* **Exercise requirements**
Nothing in the entries should change; repeat them exactly.

Items listed in a dataset
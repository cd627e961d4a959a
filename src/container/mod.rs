//! Development environment container lifecycle.
//!
//! This module assembles creation specs, talks to the container host through
//! the [`LifecycleClient`] capability trait, waits for containers to become
//! ready and interprets host failures for the idempotent operations.
//!
//! ## Architecture
//!
//! - [`port`]: free host port allocation
//! - [`spec`]: environment request and creation spec assembly
//! - [`client`]: capability surface over the container host
//! - [`classify`]: host error text to outcome mapping
//! - [`readiness`]: polling wait until a container is running
//! - [`lifecycle`]: start, destroy, pause and resume orchestration
//! - `docker`: bollard adapter for a real daemon
//! - [`fake`]: deterministic in-memory host
//!
//! ## Usage
//!
//! ```rust,no_run
//! use envd::config::EnvdConfig;
//! use envd::container::{DockerClient, EnvdRequest, LifecycleManager, free_port};
//! use std::sync::Arc;
//!
//! #[tokio::main]
//! async fn main() -> anyhow::Result<()> {
//!     let client = DockerClient::new().await?;
//!     let manager = LifecycleManager::new(Arc::new(client), EnvdConfig::default());
//!
//!     let request = EnvdRequest::builder()
//!         .tag("my-env:dev")
//!         .name("my-env")
//!         .build_context("/home/me/project")
//!         .ssh_host_port(free_port()?)
//!         .jupyter(true)
//!         .build()?;
//!
//!     let env = manager.start_envd(&request, None).await?;
//!     println!("{} at {:?}", env.name, env.address);
//!
//!     manager.destroy(&env.name).await?;
//!     Ok(())
//! }
//! ```

pub mod classify;
pub mod client;
#[cfg(feature = "docker")]
mod docker;
pub mod fake;
pub mod lifecycle;
pub mod port;
pub mod readiness;
pub mod spec;

pub use classify::{HostErrorKind, classify};
pub use client::{
    ContainerDetails, ContainerSummary, CreatedContainer, DaemonInfo, HostError, HostResult,
    ImageInfo, LifecycleClient, ListFilter,
};
#[cfg(feature = "docker")]
pub use docker::DockerClient;
pub use fake::{FakeHost, HostOp};
pub use lifecycle::{EnvdIdentity, LifecycleManager};
pub use port::{LocalPortAllocator, PortAllocator, free_port};
pub use readiness::{ReadinessWaiter, WaitState};
pub use spec::{
    ContainerSpec, EnvdRequest, EnvdRequestBuilder, GpuDeviceRequest, MountKind, MountSpec,
    PortBinding, ServiceFlags, SpecBuilder,
};

use std::time::Duration;

/// Container lifecycle errors.
#[derive(Debug, thiserror::Error)]
pub enum ContainerError {
    /// Malformed request, e.g. a bad mount option
    #[error("Validation error: {0}")]
    Validation(String),

    /// No usable free host port
    #[error("Resource allocation error: {0}")]
    ResourceAllocation(String),

    /// The daemon cannot be reached
    #[error("Cannot reach the container host: {0}")]
    HostUnreachable(String),

    /// Container not found
    #[error("Container not found: {0}")]
    ContainerNotFound(String),

    /// Image not found
    #[error("Image not found: {0}")]
    ImageNotFound(String),

    /// A requested host port is already bound
    #[error("Port conflict: {0}")]
    PortConflict(String),

    /// Readiness wait exceeded its deadline
    #[error("timeout after {elapsed:?}: container {name} did not start")]
    Timeout { name: String, elapsed: Duration },

    /// Readiness wait cancelled by the caller
    #[error("waiting for container {0} was cancelled")]
    Cancelled(String),

    /// Unclassified host failure
    #[error("{context}: {source}")]
    Host {
        context: String,
        #[source]
        source: HostError,
    },

    /// IO error
    #[error("IO error: {0}")]
    IoError(#[from] std::io::Error),
}

impl ContainerError {
    /// Wrap a raw host failure with operation context.
    pub fn host<S: Into<String>>(context: S, source: HostError) -> Self {
        Self::Host {
            context: context.into(),
            source,
        }
    }
}

/// Result type for container operations.
pub type Result<T> = std::result::Result<T, ContainerError>;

* **Response area**
repository cd627e961d4a959a
filename src/container/mod.rs
//! Development environment container lifecycle.
//!
//! This module assembles creation specs, talks to the container host through
//! the [`LifecycleClient`] capability trait, waits for containers to become
//! ready and interprets host failures for the idempotent operations.
//!
//! ## Architecture
//!
//! - [`port`]: free host port allocation
//! - [`spec`]: environment request and creation spec assembly
//! - [`client`]: capability surface over the container host
//! - [`classify`]: host error text to outcome mapping
//! - [`readiness`]: polling wait until a container is running
//! - [`lifecycle`]: start, destroy, pause and resume orchestration
//! - `docker`: bollard adapter for a real daemon
//! - [`fake`]: deterministic in-memory host
//!
//! ## Usage
//!
//! ```rust,no_run
//! use envd::config::EnvdConfig;
//! use envd::container::{DockerClient, EnvdRequest, LifecycleManager, free_port};
//! use std::sync::Arc;
//!
//! #[tokio::main]
//! async fn main() -> anyhow::Result<()> {
//!     let client = DockerClient::new().await?;
//!     let manager = LifecycleManager::new(Arc::new(client), EnvdConfig::default());
//!
//!     let request = EnvdRequest::builder()
//!         .tag("my-env:dev")
//!         .name("my-env")
//!         .build_context("/home/me/project")
//!         .ssh_host_port(free_port()?)
//!         .jupyter(true)
//!         .build()?;
//!
//!     let env = manager.start_envd(&request, None).await?;
//!     println!("{} at {:?}", env.name, env.address);
//!
//!     manager.destroy(&env.name).await?;
//!     Ok(())
//! }
//! ```

pub mod classify;
pub mod client;
#[cfg(feature = "docker")]
mod docker;
pub mod fake;
pub mod lifecycle;
pub mod port;
pub mod readiness;
pub mod spec;

pub use classify::{HostErrorKind, classify};
pub use client::{
    ContainerDetails, ContainerSummary, CreatedContainer, DaemonInfo, HostError, HostResult,
    ImageInfo, LifecycleClient, ListFilter,
};
#[cfg(feature = "docker")]
pub use docker::DockerClient;
pub use fake::{FakeHost, HostOp};
pub use lifecycle::{EnvdIdentity, LifecycleManager};
pub use port::{LocalPortAllocator, PortAllocator, free_port};
pub use readiness::{ReadinessWaiter, WaitState};
pub use spec::{
    ContainerSpec, EnvdRequest, EnvdRequestBuilder, GpuDeviceRequest, MountKind, MountSpec,
    PortBinding, ServiceFlags, SpecBuilder,
};

use std::time::Duration;

/// Container lifecycle errors.
#[derive(Debug, thiserror::Error)]
pub enum ContainerError {
    /// Malformed request, e.g. a bad mount option
    #[error("Validation error: {0}")]
    Validation(String),

    /// No usable free host port
    #[error("Resource allocation error: {0}")]
    ResourceAllocation(String),

    /// The daemon cannot be reached
    #[error("Cannot reach the container host: {0}")]
    HostUnreachable(String),

    /// Container not found
    #[error("Container not found: {0}")]
    ContainerNotFound(String),

    /// Image not found
    #[error("Image not found: {0}")]
    ImageNotFound(String),

    /// A requested host port is already bound
    #[error("Port conflict: {0}")]
    PortConflict(String),

    /// Readiness wait exceeded its deadline
    #[error("timeout after {elapsed:?}: container {name} did not start")]
    Timeout { name: String, elapsed: Duration },

    /// Readiness wait cancelled by the caller
    #[error("waiting for container {0} was cancelled")]
    Cancelled(String),

    /// Unclassified host failure
    #[error("{context}: {source}")]
    Host {
        context: String,
        #[source]
        source: HostError,
    },

    /// IO error
    #[error("IO error: {0}")]
    IoError(#[from] std::io::Error),
}

impl ContainerError {
    /// Wrap a raw host failure with operation context.
    pub fn host<S: Into<String>>(context: S, source: HostError) -> Self {
        Self::Host {
            context: context.into(),
            source,
        }
    }
}

/// Result type for container operations.
pub type Result<T> = std::result::Result<T, ContainerError>;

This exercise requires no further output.